You can also supply a list of locale codes that will be the only ones for which the switch is active. If the page is viewed in any other locale the switch will always return False, even in DEV mode. This list can also include a “Locale Group”, which is all locales with a common prefix (e.g. “en-US, en-GB” or “zh-CN, zh-TW”). You specify these with just the prefix. So if you used switch('the-dude', ['en', 'de']) in a template, the switch would be active for German and any English locale the site supports.

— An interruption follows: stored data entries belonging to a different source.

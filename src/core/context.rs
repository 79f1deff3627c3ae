use crate::config::Settings;
use crate::core::error::Result;
use std::fmt;
use std::path::{Path, PathBuf};
use std::time::SystemTime;

/// Identifier for one invocation: `<config-stem>-<command>-<timestamp>`.
///
/// Names the log file and the result directory of a launch.
#[derive(Debug, Clone, PartialEq, Eq)]
pub struct RunName(String);

impl RunName {
    /// Derive a run name from the workload config file and the command.
    pub fn new(config_file: &Path, command: &str) -> Self {
        let stem = config_file
            .file_stem()
            .and_then(|s| s.to_str())
            .unwrap_or("workload");
        // RFC 3339 with ':' replaced so the name is usable as a file name.
        let stamp = humantime::format_rfc3339_seconds(SystemTime::now())
            .to_string()
            .replace(':', "-");
        Self(format!("{}-{}-{}", stem, command, stamp))
    }

    pub fn as_str(&self) -> &str {
        &self.0
    }
}

impl fmt::Display for RunName {
    fn fmt(&self, f: &mut fmt::Formatter<'_>) -> fmt::Result {
        f.write_str(&self.0)
    }
}

/// Context object that carries settings and resolved paths through a run.
pub struct Context {
    /// Settings.
    pub settings: Settings,

    /// Root directory all relative settings paths resolve against.
    pub root_dir: PathBuf,

    /// Where binaries and images are placed.
    pub image_dir: PathBuf,

    /// Where result directories are created.
    pub output_dir: PathBuf,

    /// Where run logs are written.
    pub log_dir: PathBuf,

    /// Fixed mount point for mount transactions.
    pub mount_point: PathBuf,

    /// Default kernel source tree.
    pub linux_src: PathBuf,

    /// Payload loader source tree.
    pub payload_loader_dir: PathBuf,

    /// Identifier of this invocation.
    pub run_name: RunName,

    /// Parallel make jobs.
    pub jobs: u32,
}

impl Context {
    /// Create a new context rooted at the absolute `root_dir`.
    ///
    /// Creates the image, output, log and mount directories.
    pub fn new(settings: Settings, root_dir: PathBuf, run_name: RunName) -> Result<Self> {
        let root_dir = std::path::absolute(&root_dir)?;
        let paths = &settings.paths;
        let image_dir = root_dir.join(&paths.image_dir);
        let output_dir = root_dir.join(&paths.output_dir);
        let log_dir = root_dir.join(&paths.log_dir);
        let mount_point = root_dir.join(&paths.mount_point);
        let linux_src = root_dir.join(&paths.linux_src);
        let payload_loader_dir = root_dir.join(&paths.payload_loader_src);

        for dir in [&image_dir, &output_dir, &log_dir, &mount_point] {
            std::fs::create_dir_all(dir)?;
        }

        let jobs = settings.build.jobs.unwrap_or_else(|| {
            std::thread::available_parallelism()
                .map(|n| n.get() as u32)
                .unwrap_or(4)
        });

        Ok(Self {
            settings,
            root_dir,
            image_dir,
            output_dir,
            log_dir,
            mount_point,
            linux_src,
            payload_loader_dir,
            run_name,
            jobs,
        })
    }

    /// `-j<N>` argument for make.
    pub fn jobs_arg(&self) -> String {
        format!("-j{}", self.jobs)
    }

    /// Result directory of this run.
    pub fn run_output_dir(&self) -> PathBuf {
        self.output_dir.join(self.run_name.as_str())
    }

    /// Log file of this run.
    pub fn log_file(&self) -> PathBuf {
        self.log_dir.join(format!("{}.log", self.run_name))
    }
}

#[cfg(test)]
mod tests {
    use super::*;

    fn make_context(root: &Path, settings: Settings) -> Context {
        Context::new(
            settings,
            root.to_path_buf(),
            RunName::new(Path::new("/w/bench.json"), "launch"),
        )
        .unwrap()
    }

    #[test]
    fn test_context_paths() {
        let dir = tempfile::tempdir().unwrap();
        let ctx = make_context(dir.path(), Settings::default());

        assert_eq!(ctx.image_dir, dir.path().join("images"));
        assert_eq!(ctx.output_dir, dir.path().join("runOutput"));
        assert_eq!(ctx.mount_point, dir.path().join("disk-mount"));
        assert_eq!(ctx.linux_src, dir.path().join("riscv-linux"));
        assert!(ctx.image_dir.is_dir());
        assert!(ctx.mount_point.is_dir());
        assert!(ctx.log_file().starts_with(&ctx.log_dir));
    }

    #[test]
    fn test_explicit_jobs() {
        let dir = tempfile::tempdir().unwrap();
        let mut settings = Settings::default();
        settings.build.jobs = Some(3);
        let ctx = make_context(dir.path(), settings);
        assert_eq!(ctx.jobs_arg(), "-j3");
    }

    #[test]
    fn test_run_name_format() {
        let name = RunName::new(Path::new("/w/bench.json"), "launch");
        assert!(name.as_str().starts_with("bench-launch-"));
        assert!(!name.as_str().contains(':'));
    }
}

You may also use these switches in Python in views.py files (though not with locale support). For example:

from bedrock.base.waffle import switch

def home_view(request):
    title = 'Staging Home' if switch('staging-site') else 'Prod Home'
    ...

Testing

If the environment variable DEV is set to a “true” value, then all switches will be considered “on” unless they are explicitly “off” in the environment. DEV defaults to “true” in local development and demo servers.

To test switches locally:

  1. Set DEV=False in your .env file.

  2. Enable the switch in your .env file.

  3. Restart your web server.

To configure switches for a demo branch. Follow the configuration instructions here.

Traffic Cop

Currently, these switches are used to enable/disable Traffic Cop experiments on many pages of the site. We only add the Traffic Cop JavaScript snippet to a page when there is an active test. You can see the current state of these switches and other configuration values in our configuration repo.

To work with/test these experiment switches locally, you must add the switches to your local environment. For example:

# to switch on firstrun-copy-experiment you'd add the following to your ``.env`` file
SWITCH_FIRSTRUN_COPY_EXPERIMENT=on

To do the equivalent in one of the bedrock apps see the www-config documentation.

Notes

A shortcut for activating virtual envs in zsh or bash is . venv/bin/activate. The dot is the same as source.

There’s a project called pew that provides a better interface for managing/activating virtual envs, so you can use that if you want. Also if you need help managing various versions of Python on your system, the pyenv project can help.